▶ YOUR OBJECTIVE
Say how many lines in the entries below mention "bool", with no other words.

▶ RECORD EXTRACTS
*** Block opens ***

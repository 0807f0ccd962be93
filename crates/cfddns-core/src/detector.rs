//! Public IP detection
//!
//! [`IpDetector::refresh`] asks the [`AddressSource`] for every enabled
//! family, extracts the `ip` value from the echo response and compares it with
//! the value stored in [`AddressState`].
//!
//! A family whose detection fails is reported as *not detected* for the
//! cycle. Downstream this means "leave this family's records alone", never
//! "the address was removed".

use crate::error::{Error, Result};
use crate::record::{Address, AddressFamily};
use crate::state::AddressState;
use crate::traits::AddressSource;
use tracing::{debug, info, warn};

/// Result of one detection round
#[derive(Debug, Default)]
pub struct Detection {
    /// Addresses detected this round, in family order
    pub addresses: Vec<Address>,
    /// Whether any detected address differs from the stored one
    pub changed: bool,
    /// Families whose detection failed
    pub failures: Vec<(AddressFamily, Error)>,
}

impl Detection {
    /// Detected address for a family
    pub fn address(&self, family: AddressFamily) -> Option<&Address> {
        self.addresses.iter().find(|a| a.family == family)
    }

    /// Whether no family was detected
    pub fn is_empty(&self) -> bool {
        self.addresses.is_empty()
    }
}

/// Queries the echo endpoints and tracks address changes
pub struct IpDetector {
    source: Box<dyn AddressSource>,
}

impl IpDetector {
    /// Create a detector on top of an address source
    pub fn new(source: Box<dyn AddressSource>) -> Self {
        Self { source }
    }

    /// Detect the current address of every enabled family
    ///
    /// Successful detections are written to `state`. Failed families keep
    /// their stored value and are listed in [`Detection::failures`].
    pub async fn refresh(
        &self,
        families: &[AddressFamily],
        state: &mut AddressState,
    ) -> Detection {
        info!("Refreshing IP addresses");
        let mut detection = Detection::default();

        for &family in families {
            let address = match self.detect(family).await {
                Ok(address) => address,
                Err(e) => {
                    warn!(
                        "Failed to detect {} address via {}: {}",
                        family,
                        self.source.source_name(),
                        e
                    );
                    detection.failures.push((family, e));
                    continue;
                }
            };

            let previous = state.get(family).map(str::to_owned);
            if state.record(&address) {
                info!(
                    "Updating recorded {} address from {} to {}",
                    family,
                    previous.as_deref().unwrap_or("None"),
                    address.value
                );
                detection.changed = true;
            } else {
                debug!("{} address unchanged: {}", family, address.value);
            }

            detection.addresses.push(address);
        }

        if !detection.changed {
            info!("Public IP addresses haven't been changed since last update");
        }

        detection
    }

    async fn detect(&self, family: AddressFamily) -> Result<Address> {
        let body = self.source.fetch(family).await?;
        let value = parse_trace(&body)?;
        Ok(Address::new(family, value))
    }
}

/// Extract the `ip` value from an echo response
///
/// The body is made of newline-separated `key=value` lines. Lines without
/// `=` (including the trailing empty line) are ignored; only the first `=`
/// of a line separates key and value. The value is returned verbatim.
pub fn parse_trace(body: &str) -> Result<String> {
    body.lines()
        .filter_map(|line| line.split_once('='))
        .find(|(key, _)| *key == "ip")
        .map(|(_, value)| value.to_string())
        .filter(|value| !value.is_empty())
        .ok_or_else(|| Error::detection("echo response has no `ip` entry"))
}

#[cfg(test)]
mod tests {
    use super::*;
    use async_trait::async_trait;
    use std::collections::HashMap;

    const TRACE: &str = "fl=29f1\nh=1.1.1.1\nip=203.0.113.5\nts=1700000000.123\nvisit_scheme=https\nuag=cfddns\nwarp=off\n";

    struct FixedSource(HashMap<AddressFamily, String>);

    #[async_trait]
    impl AddressSource for FixedSource {
        async fn fetch(&self, family: AddressFamily) -> Result<String> {
            self.0
                .get(&family)
                .cloned()
                .ok_or_else(|| Error::detection(format!("{} endpoint unreachable", family)))
        }

        fn source_name(&self) -> &'static str {
            "fixed"
        }
    }

    fn detector(entries: &[(AddressFamily, &str)]) -> IpDetector {
        let map = entries
            .iter()
            .map(|(family, body)| (*family, body.to_string()))
            .collect();
        IpDetector::new(Box::new(FixedSource(map)))
    }

    #[test]
    fn parses_ip_from_trace_body() {
        assert_eq!(parse_trace(TRACE).unwrap(), "203.0.113.5");
    }

    #[test]
    fn missing_ip_key_is_a_detection_error() {
        let err = parse_trace("fl=29f1\nh=1.1.1.1\n\n").unwrap_err();
        assert!(matches!(err, Error::Detection(_)));
    }

    #[test]
    fn value_is_not_normalized() {
        assert_eq!(parse_trace("h=x\r\nip=2001:DB8:0::1\r\n").unwrap(), "2001:DB8:0::1");
    }

    #[test]
    fn value_may_contain_equals_sign() {
        assert_eq!(parse_trace("uag=a=b\nip=2001:db8::1\n").unwrap(), "2001:db8::1");
    }

    #[tokio::test]
    async fn first_refresh_reports_change() {
        let detector = detector(&[(AddressFamily::Ipv4, TRACE)]);
        let mut state = AddressState::new();

        let detection = detector.refresh(&[AddressFamily::Ipv4], &mut state).await;

        assert!(detection.changed);
        assert_eq!(
            detection.address(AddressFamily::Ipv4).map(|a| a.value.as_str()),
            Some("203.0.113.5")
        );
        assert_eq!(state.get(AddressFamily::Ipv4), Some("203.0.113.5"));
    }

    #[tokio::test]
    async fn second_refresh_with_same_address_is_unchanged() {
        let detector = detector(&[(AddressFamily::Ipv4, TRACE)]);
        let mut state = AddressState::new();

        detector.refresh(&[AddressFamily::Ipv4], &mut state).await;
        let detection = detector.refresh(&[AddressFamily::Ipv4], &mut state).await;

        assert!(!detection.changed);
        assert_eq!(detection.addresses.len(), 1);
    }

    #[tokio::test]
    async fn failed_family_is_skipped_and_keeps_stored_value() {
        let mut state = AddressState::new();
        state.record(&Address::new(AddressFamily::Ipv6, "2001:db8::1"));

        // IPv6 endpoint unreachable
        let detector = detector(&[(AddressFamily::Ipv4, TRACE)]);
        let detection = detector
            .refresh(&[AddressFamily::Ipv4, AddressFamily::Ipv6], &mut state)
            .await;

        assert!(detection.address(AddressFamily::Ipv6).is_none());
        assert_eq!(detection.failures.len(), 1);
        assert_eq!(detection.failures[0].0, AddressFamily::Ipv6);
        assert_eq!(state.get(AddressFamily::Ipv6), Some("2001:db8::1"));
    }

    #[tokio::test]
    async fn disabled_family_is_not_queried() {
        let detector = detector(&[
            (AddressFamily::Ipv4, TRACE),
            (AddressFamily::Ipv6, "ip=2001:db8::1\n"),
        ]);
        let mut state = AddressState::new();

        let detection = detector.refresh(&[AddressFamily::Ipv6], &mut state).await;

        assert!(detection.address(AddressFamily::Ipv4).is_none());
        assert!(state.get(AddressFamily::Ipv4).is_none());
    }
}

*** Block closes ***

▶ EXERCISE RESULT
2